The differentially expressed genes (DEGs) that were expressed at both 13°C /20°C and 5°C/20°C with fold changes greater than 2 were defined as cold-responsive genes; these genes were detected throughout the course of the experiment. We observed dramatic changes in both the number of DEGs and in the magnitude of gene expression change when comparing of 13°C/20°C and 5°C/20°C. These results are consistent with the life history of Amur carp, which maintains normal physiological and metabolic activities at 13°C and then enters into a dormant state at 5°C with a decrease in the metabolic rate [24]. Additionally, large numbers of genes that were differentially expressed at both 13°C/20°C and 5°C/20°C were detected: 9,081 were identified in the spleen (5,842 upregulated and 3,239 downregulated), followed by 3,917 in the muscle (2,498 upregulated and 1,419 downregulated), 2,072 in the brain (1,544 upregulated and 528 downregulated), 1,785 in the gills (1,019 upregulated and 766 downregulated), and 1,562 in the liver (729 upregulated and 833 downregulated) (Fig 5 and S2 Table). Notably, a large number of immune response-associated genes were highly expressed during long-term acclimation to cold; indeed, decreased immunity is one of the major causes of death of fish at low temperatures [30, 31]. Amur carp survive six months of cold stress, and acquiring strong immunity is presumably an important survival strategy, as indicated by the large number of genes differentially expressed in the spleen during graded cooling in this study.

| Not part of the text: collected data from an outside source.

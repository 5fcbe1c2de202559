pub mod config;
pub mod errors;
pub mod llm;
pub mod logging;
pub mod middleware;
pub mod models;
pub mod routes;
pub mod services;
pub mod state;
pub mod text_processing;

// Re-export AppState for convenience
pub use state::AppState;

// Compiled unconditionally so integration tests can use the mock client.
pub mod test_helpers;
use serde::{Deserialize, Serialize};
use serde_json::{Value, json};
use std::fmt;
use std::ops::RangeInclusive;

use crate::errors::AppError;

/// Triage buckets for an inbound client message.
///
/// FLAG marks urgent or risk-bearing content for human attention, IGNORE
/// marks pure conversational filler, RESPOND is everything in between.
#[derive(Debug, Clone, Copy, PartialEq, Eq, Serialize, Deserialize)]
#[serde(rename_all = "UPPERCASE")]
pub enum TriageAction {
    Flag,
    Ignore,
    Respond,
}

impl TriageAction {
    #[must_use]
    pub const fn as_str(self) -> &'static str {
        match self {
            Self::Flag => "FLAG",
            Self::Ignore => "IGNORE",
            Self::Respond => "RESPOND",
        }
    }

    /// Parses the model's token. Matching is case-insensitive after
    /// trimming; anything outside the three-value domain is rejected.
    #[must_use]
    pub fn parse(token: &str) -> Option<Self> {
        match token.trim().to_uppercase().as_str() {
            "FLAG" => Some(Self::Flag),
            "IGNORE" => Some(Self::Ignore),
            "RESPOND" => Some(Self::Respond),
            _ => None,
        }
    }
}

impl fmt::Display for TriageAction {
    fn fmt(&self, f: &mut fmt::Formatter<'_>) -> fmt::Result {
        f.write_str(self.as_str())
    }
}

/// Client retention risk level. Each level owns a fixed score band; a score
/// outside its level's band is a contract violation, never silently fixed.
#[derive(Debug, Clone, Copy, PartialEq, Eq, Serialize, Deserialize)]
pub enum RiskLevel {
    Low,
    Medium,
    High,
}

impl RiskLevel {
    #[must_use]
    pub const fn as_str(self) -> &'static str {
        match self {
            Self::Low => "Low",
            Self::Medium => "Medium",
            Self::High => "High",
        }
    }

    #[must_use]
    pub fn parse(token: &str) -> Option<Self> {
        match token.trim().to_lowercase().as_str() {
            "low" => Some(Self::Low),
            "medium" => Some(Self::Medium),
            "high" => Some(Self::High),
            _ => None,
        }
    }

    /// Inclusive score band for this level: Low [0,39], Medium [40,69],
    /// High [70,100].
    #[must_use]
    pub const fn score_band(self) -> RangeInclusive<u8> {
        match self {
            Self::Low => 0..=39,
            Self::Medium => 40..=69,
            Self::High => 70..=100,
        }
    }
}

impl fmt::Display for RiskLevel {
    fn fmt(&self, f: &mut fmt::Formatter<'_>) -> fmt::Result {
        f.write_str(self.as_str())
    }
}

/// Sentiment of the client's latest message. The score is a concern scale,
/// not a positivity scale: Positive [0,30], Neutral [31,60], Negative
/// [61,100].
#[derive(Debug, Clone, Copy, PartialEq, Eq, Serialize, Deserialize)]
pub enum Sentiment {
    Positive,
    Neutral,
    Negative,
}

impl Sentiment {
    #[must_use]
    pub const fn as_str(self) -> &'static str {
        match self {
            Self::Positive => "Positive",
            Self::Neutral => "Neutral",
            Self::Negative => "Negative",
        }
    }

    #[must_use]
    pub fn parse(token: &str) -> Option<Self> {
        match token.trim().to_lowercase().as_str() {
            "positive" => Some(Self::Positive),
            "neutral" => Some(Self::Neutral),
            "negative" => Some(Self::Negative),
            _ => None,
        }
    }

    #[must_use]
    pub const fn score_band(self) -> RangeInclusive<u8> {
        match self {
            Self::Positive => 0..=30,
            Self::Neutral => 31..=60,
            Self::Negative => 61..=100,
        }
    }
}

impl fmt::Display for Sentiment {
    fn fmt(&self, f: &mut fmt::Formatter<'_>) -> fmt::Result {
        f.write_str(self.as_str())
    }
}

/// Structured fields of a detected future event (appointment, deadline,
/// meeting). All fields are free-text as extracted from the message.
#[derive(Debug, Clone, Default, PartialEq, Eq, Serialize, Deserialize)]
pub struct EventDetails {
    #[serde(default, skip_serializing_if = "Option::is_none")]
    pub date: Option<String>,
    #[serde(default, skip_serializing_if = "Option::is_none")]
    pub time: Option<String>,
    #[serde(default, skip_serializing_if = "Option::is_none")]
    pub location: Option<String>,
    #[serde(default, skip_serializing_if = "Option::is_none")]
    pub event_type: Option<String>,
    #[serde(default, skip_serializing_if = "Option::is_none")]
    pub additional_info: Option<String>,
}

/// Event-detection outcome. Invariant: when `has_event` is false every
/// optional field is `None` (enforced at validation time, preserved here).
#[derive(Debug, Clone, PartialEq, Eq, Serialize, Deserialize)]
pub struct EventDetection {
    pub has_event: bool,
    #[serde(default, skip_serializing_if = "Option::is_none")]
    pub event_details: Option<EventDetails>,
    #[serde(default, skip_serializing_if = "Option::is_none")]
    pub suggested_reminder: Option<String>,
    #[serde(default, skip_serializing_if = "Option::is_none")]
    pub internal_note: Option<String>,
}

impl EventDetection {
    /// The "nothing detected" value, also used by the fallback result.
    #[must_use]
    pub const fn none() -> Self {
        Self {
            has_event: false,
            event_details: None,
            suggested_reminder: None,
            internal_note: None,
        }
    }
}

/// The engine's composite verdict over one inbound message.
///
/// `full_analysis` carries the raw per-task breakdown for auditing; on the
/// degraded path it instead carries an `error` marker describing why the
/// pipeline could not complete.
#[derive(Debug, Clone, PartialEq, Serialize, Deserialize)]
pub struct CompositeAnalysis {
    pub action: TriageAction,
    pub risk_update: RiskLevel,
    pub risk_score: u8,
    pub sentiment: Sentiment,
    pub sentiment_score: u8,
    #[serde(default, skip_serializing_if = "Option::is_none")]
    pub response_to_send: Option<String>,
    pub event_detection: EventDetection,
    pub full_analysis: Value,
}

impl CompositeAnalysis {
    /// The deterministic safe default returned when the pipeline fails:
    /// flag for human attention at maximum risk, neutral sentiment, no
    /// generated reply. An inability to analyze is itself treated as a
    /// high-risk signal.
    #[must_use]
    pub fn fallback(error: &AppError) -> Self {
        Self {
            action: TriageAction::Flag,
            risk_update: RiskLevel::High,
            risk_score: 100,
            sentiment: Sentiment::Neutral,
            sentiment_score: 50,
            response_to_send: None,
            event_detection: EventDetection::none(),
            full_analysis: json!({ "error": error.to_string() }),
        }
    }

    /// True when this result came from the fallback path.
    #[must_use]
    pub fn is_degraded(&self) -> bool {
        self.full_analysis.get("error").is_some()
    }
}

#[cfg(test)]
mod tests {
    use super::*;

    #[test]
    fn test_triage_parse_domain() {
        assert_eq!(TriageAction::parse(" flag \n"), Some(TriageAction::Flag));
        assert_eq!(TriageAction::parse("RESPOND"), Some(TriageAction::Respond));
        assert_eq!(TriageAction::parse("Ignore"), Some(TriageAction::Ignore));
        assert_eq!(TriageAction::parse("ESCALATE"), None);
        assert_eq!(TriageAction::parse(""), None);
    }

    #[test]
    fn test_triage_serializes_uppercase() {
        let json = serde_json::to_string(&TriageAction::Flag).unwrap();
        assert_eq!(json, "\"FLAG\"");
    }

    #[test]
    fn test_bands_cover_full_range_without_overlap() {
        for score in 0..=100u8 {
            let risk_matches = [RiskLevel::Low, RiskLevel::Medium, RiskLevel::High]
                .iter()
                .filter(|level| level.score_band().contains(&score))
                .count();
            assert_eq!(risk_matches, 1, "risk band overlap/gap at {score}");

            let sentiment_matches = [
                Sentiment::Positive,
                Sentiment::Neutral,
                Sentiment::Negative,
            ]
            .iter()
            .filter(|s| s.score_band().contains(&score))
            .count();
            assert_eq!(sentiment_matches, 1, "sentiment band overlap/gap at {score}");
        }
    }

    #[test]
    fn test_fallback_is_conservative_and_in_band() {
        let error = AppError::InferenceFailed("boom".to_string());
        let fallback = CompositeAnalysis::fallback(&error);

        assert_eq!(fallback.action, TriageAction::Flag);
        assert_eq!(fallback.risk_update, RiskLevel::High);
        assert_eq!(fallback.risk_score, 100);
        assert!(fallback.risk_update.score_band().contains(&fallback.risk_score));
        assert_eq!(fallback.sentiment, Sentiment::Neutral);
        assert_eq!(fallback.sentiment_score, 50);
        assert!(
            fallback
                .sentiment
                .score_band()
                .contains(&fallback.sentiment_score)
        );
        assert_eq!(fallback.response_to_send, None);
        assert_eq!(fallback.event_detection, EventDetection::none());
        assert!(fallback.is_degraded());
    }

    #[test]
    fn test_composite_serialization_field_names() {
        let composite = CompositeAnalysis {
            action: TriageAction::Respond,
            risk_update: RiskLevel::Low,
            risk_score: 12,
            sentiment: Sentiment::Positive,
            sentiment_score: 8,
            response_to_send: Some("Thanks for the update!".to_string()),
            event_detection: EventDetection::none(),
            full_analysis: json!({}),
        };
        let value = serde_json::to_value(&composite).unwrap();
        assert_eq!(value["action"], "RESPOND");
        assert_eq!(value["risk_update"], "Low");
        assert_eq!(value["risk_score"], 12);
        assert_eq!(value["sentiment"], "Positive");
        assert_eq!(value["sentiment_score"], 8);
        assert_eq!(value["response_to_send"], "Thanks for the update!");
        assert_eq!(value["event_detection"]["has_event"], false);
    }
}
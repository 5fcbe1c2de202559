//! Shared mocks and builders for unit and integration tests.
//!
//! The centerpiece is [`MockAiClient`], a scriptable [`AiClient`] that
//! records every call it receives. Task-level tests usually set one blanket
//! response; orchestrator tests script per-task outcomes keyed on a fragment
//! of the system prompt so each pipeline stage can be driven independently.

use std::sync::{Arc, Mutex};

use async_trait::async_trait;
use genai::adapter::AdapterKind;
use genai::chat::{ChatOptions, ChatRequest, ChatResponse, MessageContent};
use genai::ModelIden;

use crate::config::Config;
use crate::errors::AppError;
use crate::llm::AiClient;
use crate::models::messages::{ChatTurn, ClientInfo};

/// What a scripted call resolves to.
#[derive(Debug, Clone)]
pub enum MockOutcome {
    /// Completion text returned to the caller.
    Text(String),
    /// A retryable `InferenceFailed` with this message.
    TransientError(String),
    /// Never resolves. Pair with a timeout, an abort, or a dropped future.
    Hang,
}

/// One call captured by [`MockAiClient`], in received order.
#[derive(Clone)]
pub struct RecordedCall {
    pub model: String,
    pub system: Option<String>,
    pub user_content: String,
    pub options: Option<ChatOptions>,
}

struct Script {
    pattern: String,
    outcomes: Vec<MockOutcome>,
    cursor: usize,
}

#[derive(Clone)]
pub struct MockAiClient {
    default_outcome: Arc<Mutex<MockOutcome>>,
    scripts: Arc<Mutex<Vec<Script>>>,
    calls: Arc<Mutex<Vec<RecordedCall>>>,
}

impl MockAiClient {
    pub fn new() -> Self {
        Self {
            default_outcome: Arc::new(Mutex::new(MockOutcome::Text(
                "Mock AI response".to_string(),
            ))),
            scripts: Arc::new(Mutex::new(Vec::new())),
            calls: Arc::new(Mutex::new(Vec::new())),
        }
    }

    /// Every unscripted call returns this completion text.
    pub fn set_text_response(&self, text: impl Into<String>) {
        *self.default_outcome.lock().unwrap() = MockOutcome::Text(text.into());
    }

    /// Every unscripted call fails with a retryable `InferenceFailed`.
    pub fn set_transient_failure(&self, message: impl Into<String>) {
        *self.default_outcome.lock().unwrap() = MockOutcome::TransientError(message.into());
    }

    /// Every unscripted call parks forever.
    pub fn set_hang(&self) {
        *self.default_outcome.lock().unwrap() = MockOutcome::Hang;
    }

    /// Scripts outcomes for calls whose system prompt contains `pattern`.
    ///
    /// Matching calls consume the outcomes in order; once the script is down
    /// to its last outcome, that outcome repeats. Scripts are checked in the
    /// order they were registered, first match wins.
    pub fn script_for(&self, pattern: impl Into<String>, outcomes: Vec<MockOutcome>) {
        self.scripts.lock().unwrap().push(Script {
            pattern: pattern.into(),
            outcomes,
            cursor: 0,
        });
    }

    pub fn call_count(&self) -> usize {
        self.calls.lock().unwrap().len()
    }

    pub fn last_call(&self) -> Option<RecordedCall> {
        self.calls.lock().unwrap().last().cloned()
    }

    pub fn recorded_calls(&self) -> Vec<RecordedCall> {
        self.calls.lock().unwrap().clone()
    }

    /// Number of recorded calls whose system prompt contains `pattern`.
    pub fn calls_matching(&self, pattern: &str) -> usize {
        self.calls
            .lock()
            .unwrap()
            .iter()
            .filter(|call| {
                call.system
                    .as_deref()
                    .is_some_and(|system| system.contains(pattern))
            })
            .count()
    }

    fn next_outcome(&self, system: Option<&str>) -> MockOutcome {
        if let Some(system) = system {
            let mut scripts = self.scripts.lock().unwrap();
            if let Some(script) = scripts
                .iter_mut()
                .find(|script| !script.outcomes.is_empty() && system.contains(&script.pattern))
            {
                let outcome = script.outcomes[script.cursor].clone();
                if script.cursor + 1 < script.outcomes.len() {
                    script.cursor += 1;
                }
                return outcome;
            }
        }
        self.default_outcome.lock().unwrap().clone()
    }
}

impl Default for MockAiClient {
    fn default() -> Self {
        Self::new()
    }
}

#[async_trait]
impl AiClient for MockAiClient {
    async fn exec_chat(
        &self,
        model_name: &str,
        request: ChatRequest,
        config_override: Option<ChatOptions>,
    ) -> Result<ChatResponse, AppError> {
        let user_content = request
            .messages
            .iter()
            .rev()
            .find_map(|message| match &message.content {
                MessageContent::Text(text) => Some(text.clone()),
                _ => None,
            })
            .unwrap_or_default();
        let system = request.system.clone();

        // Record on entry so failed and hung attempts count too.
        self.calls.lock().unwrap().push(RecordedCall {
            model: model_name.to_string(),
            system: system.clone(),
            user_content,
            options: config_override,
        });

        match self.next_outcome(system.as_deref()) {
            MockOutcome::Text(text) => Ok(text_response(text)),
            MockOutcome::TransientError(message) => Err(AppError::InferenceFailed(message)),
            MockOutcome::Hang => {
                futures::future::pending::<()>().await;
                unreachable!("pending future resolved")
            }
        }
    }
}

fn text_response(text: String) -> ChatResponse {
    ChatResponse {
        model_iden: ModelIden::new(AdapterKind::Gemini, "gemini/mock-model"),
        provider_model_iden: ModelIden::new(AdapterKind::Gemini, "gemini/mock-model"),
        content: Some(MessageContent::Text(text)),
        reasoning_content: None,
        usage: Default::default(),
    }
}

/// Config with test defaults and without reading the environment.
pub fn test_config() -> Config {
    Config::default()
}

pub fn test_client_info(client_id: &str) -> ClientInfo {
    ClientInfo::new(client_id)
}

/// Builds a history from `(sender, content)` pairs, oldest first.
pub fn history(turns: &[(&str, &str)]) -> Vec<ChatTurn> {
    turns
        .iter()
        .map(|(sender, content)| ChatTurn::new(*sender, *content))
        .collect()
}
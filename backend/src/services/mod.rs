pub mod analysis;
pub mod concise;
pub mod insights;
pub mod outbound;
pub mod summarization;

pub use analysis::AnalysisOrchestrator;
pub use concise::ConciseRewriter;
pub use insights::{MicroInsightEngine, PortfolioReportEngine};
pub use outbound::{OutboundComposer, ReminderScheduler};
pub use summarization::ChatSummarizer;
use async_trait::async_trait;
use genai::chat::{ChatOptions, ChatRequest, ChatResponse};

use crate::errors::AppError;

pub mod gemini_client;

/// Trait defining the interface for AI client operations.
///
/// Every inference call in the backend goes through this seam, so tests can
/// substitute a scripted client and the rest of the code never names a
/// concrete provider.
#[async_trait]
pub trait AiClient: Send + Sync {
    /// Executes a chat request with the AI model.
    ///
    /// # Arguments
    ///
    /// * `model_name` - Which provider model to run the request against.
    /// * `request` - The chat request containing messages and system prompt.
    /// * `config_override` - Optional generation configuration (temperature,
    ///   response format, token limits).
    ///
    /// # Returns
    ///
    /// A `Result` containing the `ChatResponse` on success, or an `AppError`
    /// on failure.
    async fn exec_chat(
        &self,
        model_name: &str,
        request: ChatRequest,
        config_override: Option<ChatOptions>,
    ) -> Result<ChatResponse, AppError>;
}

Although some tissue-specific responses of Amur carp to cold temperatures have been explored, the system-wide integration or whole-body response is poorly understood. To identify the major components of the Amur carp transcriptome data sets that might have a common response to cold, we identified 45 genes that were significantly differentially expressed (40 upregulated and 5 downregulated) in all five tissues between 13°C and 20°C. The number of shared genes increased to 238 (213 upregulated and 25 downregulated) with a decrease in temperature (5°C/20°C), which indicated that most genes associated with cold tolerance in Amur carp are induced at a much lower temperature (5°C) (S3 Table). Fourteen genes that were upregulated at both 13°C and 5°C in different tissues were selected randomly and were confirmed with qPCR (S4 Table and S1 File). At 5°C, which is close to the temperature of the natural habitat of Amur carp during winter (0–4°C), the fish were nearly torpid with a low level of metabolic activity. In a screen for strongly cold-responsive genes, we identified nine differentially expressed genes (eight upregulated and one downregulated) in the five tissues at the two low temperatures (Fig 5) that showed common and/or tissue-wide responses (Table 1); the expression levels of five of these genes were also confirmed with qPCR (S4 Table and S1 File).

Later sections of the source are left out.